DATA SHOWN below:

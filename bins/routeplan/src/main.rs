//! routeplan - delivery route planning client
//!
//! Loads delivery points from CSV/JSON (or the sample set), sends them with
//! routing constraints to the optimization service and renders the plan.

use clap::{Parser, Subcommand, ValueEnum};
use owo_colors::OwoColorize;
use routeplan_api_client::config::{API_URL_ENV, DEFAULT_API_URL, TIMEOUT_ENV};
use routeplan_cli::output::Status;
use routeplan_core::error::exit_codes;
use routeplan_telemetry::TelemetryConfig;
use std::io::IsTerminal;
use std::path::PathBuf;
use std::process::ExitCode;

mod commands;

use commands::generate::GenerateArgs;
use commands::{generate, health, sample, validate, Context};

/// Output format
#[derive(Debug, Clone, Copy, PartialEq, Eq, ValueEnum)]
pub enum OutputFormat {
    Text,
    Json,
}

/// Delivery route planning client
#[derive(Parser)]
#[command(name = "routeplan")]
#[command(author, version, about, long_about = None)]
#[command(propagate_version = true)]
struct Cli {
    /// Enable verbose output
    #[arg(short, long, global = true)]
    verbose: bool,

    /// Output format
    #[arg(short, long, global = true, value_enum, default_value_t = OutputFormat::Text)]
    format: OutputFormat,

    /// Route service base URL
    #[arg(long, global = true, env = API_URL_ENV, default_value = DEFAULT_API_URL)]
    api_url: String,

    /// Request timeout in seconds
    #[arg(long, global = true, env = TIMEOUT_ENV, default_value_t = 120)]
    timeout: u64,

    /// Emit log lines as JSON
    #[arg(long, global = true)]
    log_json: bool,

    /// Disable colored output (also honors NO_COLOR)
    #[arg(long, global = true)]
    no_color: bool,

    #[command(subcommand)]
    command: Commands,
}

#[derive(Subcommand)]
enum Commands {
    /// Check that the route service is reachable
    Health,

    /// Show the sample delivery points
    Sample {
        /// Use the built-in sample instead of asking the service
        #[arg(long)]
        offline: bool,
    },

    /// Parse and validate a delivery file without contacting the service
    Validate {
        /// CSV or JSON file
        file: PathBuf,
    },

    /// Generate routes for a delivery file or the sample set
    Generate(GenerateArgs),
}

#[tokio::main]
async fn main() -> ExitCode {
    let cli = Cli::parse();

    let telemetry = TelemetryConfig::for_verbosity(cli.verbose).with_json(cli.log_json);
    if let Err(e) = routeplan_telemetry::init_with_config(telemetry) {
        eprintln!("{} {}", "Warning:".yellow(), e);
    }

    let color_disabled = color_disabled(cli.no_color, std::env::var_os("NO_COLOR").as_deref());
    if color_disabled {
        owo_colors::set_override(false);
    }

    let ctx = Context {
        format: cli.format,
        api_url: cli.api_url,
        timeout_secs: cli.timeout,
        color: !color_disabled && std::io::stdout().is_terminal(),
    };

    let result = match cli.command {
        Commands::Health => health::run(&ctx).await,
        Commands::Sample { offline } => sample::run(&ctx, offline).await,
        Commands::Validate { file } => validate::run(&ctx, &file),
        Commands::Generate(args) => generate::run(&ctx, args).await,
    };

    match result {
        Ok(()) => ExitCode::SUCCESS,
        Err(e) => report(&ctx, &e),
    }
}

/// `--no-color`, or a non-empty `NO_COLOR`, turns color off everywhere.
fn color_disabled(flag: bool, no_color_env: Option<&std::ffi::OsStr>) -> bool {
    flag || no_color_env.is_some_and(|v| !v.is_empty())
}

/// Print a failure and pick the exit code.
fn report(ctx: &Context, err: &anyhow::Error) -> ExitCode {
    let Some(core) = err.downcast_ref::<routeplan_core::Error>() else {
        tracing::debug!(error = ?err, "Command failed");
        match ctx.format {
            OutputFormat::Json => println!("{}", serde_json::json!({ "error": { "message": err.to_string() } })),
            OutputFormat::Text => Status::error(&err.to_string()),
        }
        return ExitCode::from(exit_codes::FAILURE as u8);
    };

    tracing::debug!(code = %core.code, error = ?core, "Command failed");
    match ctx.format {
        OutputFormat::Json => {
            println!("{}", serde_json::json!({ "error": core.to_report() }));
        }
        OutputFormat::Text => {
            Status::error(&format!("{} [{}]", core.user_message(), core.code));
            for detail in &core.details {
                Status::detail(detail);
            }
            if let Some(context) = &core.context {
                Status::detail(context);
            }
        }
    }
    ExitCode::from(u8::try_from(core.exit_code()).unwrap_or(1))
}

#[cfg(test)]
mod tests {
    use super::*;
    use std::ffi::OsStr;

    #[test]
    fn test_color_disabled_by_flag_or_env() {
        assert!(!color_disabled(false, None));
        assert!(color_disabled(true, None));
        assert!(color_disabled(false, Some(OsStr::new("1"))));
        assert!(!color_disabled(false, Some(OsStr::new(""))));
    }

    #[test]
    fn test_cli_parses_global_flags() {
        let cli = Cli::try_parse_from([
            "routeplan",
            "--no-color",
            "--format",
            "json",
            "validate",
            "deliveries.csv",
        ])
        .unwrap();
        assert!(cli.no_color);
        assert_eq!(cli.format, OutputFormat::Json);
        assert!(matches!(cli.command, Commands::Validate { .. }));
    }
}
//! Upload pipeline: detect format, parse, validate, type.

use crate::error::{Error, Result, ResultExt};
use crate::model::DeliveryPoint;
use crate::parse::{into_delivery_points, parse_csv, parse_json, RawRecord};
use crate::validation::validate_delivery_data;
use std::path::Path;
use tracing::{debug, info};

/// Upload formats understood locally.
#[derive(Debug, Clone, Copy, PartialEq, Eq)]
pub enum FileFormat {
    Csv,
    Json,
}

impl FileFormat {
    /// Detect the format from a file name's extension (case-insensitive).
    ///
    /// Unknown extensions fail before anything is read.
    pub fn from_path(path: impl AsRef<Path>) -> Result<Self> {
        let path = path.as_ref();
        let ext = path
            .extension()
            .and_then(|e| e.to_str())
            .map(str::to_ascii_lowercase);

        match ext.as_deref() {
            Some("csv") => Ok(Self::Csv),
            Some("json") => Ok(Self::Json),
            _ => Err(Error::unsupported_format(&path.display().to_string())),
        }
    }

    /// MIME type used when uploading to the service
    pub fn mime_type(&self) -> &'static str {
        match self {
            Self::Csv => "text/csv",
            Self::Json => "application/json",
        }
    }

    /// Decode `text` into raw rows.
    pub fn parse(&self, text: &str) -> Result<Vec<RawRecord>> {
        match self {
            Self::Csv => parse_csv(text),
            Self::Json => parse_json(text),
        }
    }
}

/// Parse, validate and type an in-memory upload.
pub fn ingest_str(format: FileFormat, text: &str) -> Result<Vec<DeliveryPoint>> {
    let records = format.parse(text)?;
    let validation = validate_delivery_data(&records);
    debug!(
        rows = records.len(),
        errors = validation.total_errors,
        "Validated delivery rows"
    );
    validation.to_result()?;
    into_delivery_points(records)
}

/// Read and ingest a file from disk.
pub fn load_file(path: impl AsRef<Path>) -> Result<Vec<DeliveryPoint>> {
    let path = path.as_ref();
    let format = FileFormat::from_path(path)?;

    let text = std::fs::read_to_string(path).map_err(|e| match e.kind() {
        std::io::ErrorKind::NotFound => Error::file_not_found(path),
        _ => Error::from(e),
    })?;

    let points = ingest_str(format, &text).context(format!("While loading {}", path.display()))?;
    info!(path = %path.display(), points = points.len(), "Loaded delivery data");
    Ok(points)
}

#[cfg(test)]
mod tests {
    use super::*;
    use crate::error::ErrorCode;
    use std::io::Write;
    use tempfile::NamedTempFile;

    fn temp_file(suffix: &str, contents: &str) -> NamedTempFile {
        let mut file = tempfile::Builder::new().suffix(suffix).tempfile().unwrap();
        file.write_all(contents.as_bytes()).unwrap();
        file
    }

    #[test]
    fn test_format_detection() {
        assert_eq!(FileFormat::from_path("a.csv").unwrap(), FileFormat::Csv);
        assert_eq!(FileFormat::from_path("A.JSON").unwrap(), FileFormat::Json);
        assert_eq!(
            FileFormat::from_path("notes.txt").unwrap_err().code,
            ErrorCode::UnsupportedFormat
        );
        assert!(FileFormat::from_path("no_extension").is_err());
    }

    #[test]
    fn test_csv_upload_end_to_end() {
        let file = temp_file(
            ".csv",
            "id,customer_name,lat,lng,address\nD1,Acme,40.7128,-74.0060,1 Broadway\n",
        );
        let points = load_file(file.path()).unwrap();
        assert_eq!(points.len(), 1);
        assert_eq!(points[0].id, "D1");
        assert_eq!(points[0].address, "1 Broadway");
    }

    #[test]
    fn test_csv_upload_without_address_column() {
        let file = temp_file(".csv", "id,customer_name,lat,lng\nD1,Acme,40.7128,-74.0060\n");
        let err = load_file(file.path()).unwrap_err();

        assert_eq!(err.code, ErrorCode::ValidationError);
        assert!(!err.details.is_empty());
        assert!(err.details.iter().any(|d| d.contains("address")));
        assert!(err.context.unwrap().contains("While loading"));
    }

    #[test]
    fn test_json_single_object_upload() {
        let points = ingest_str(
            FileFormat::Json,
            r#"{"id": 1, "customer_name": "Acme", "lat": 0, "lng": 0, "address": "Null Island"}"#,
        )
        .unwrap();
        assert_eq!(points[0].id, "1");
        assert_eq!(points[0].lat, 0.0);
    }

    #[test]
    fn test_unsupported_format_reported_before_reading() {
        let err = load_file("/definitely/not/here.xlsx").unwrap_err();
        assert_eq!(err.code, ErrorCode::UnsupportedFormat);
    }

    #[test]
    fn test_missing_file() {
        let err = load_file("/definitely/not/here.csv").unwrap_err();
        assert_eq!(err.code, ErrorCode::FileNotFound);
    }

    #[test]
    fn test_malformed_csv_aborts() {
        let err = ingest_str(FileFormat::Csv, "id,customer_name\nA,B,C\n").unwrap_err();
        assert_eq!(err.code, ErrorCode::MalformedCsv);
    }
}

End of DATA SHOWN.

Lines in the entries above that hold "details" should be counted; give only that count.

#### [WRITTEN SOLUTION]
3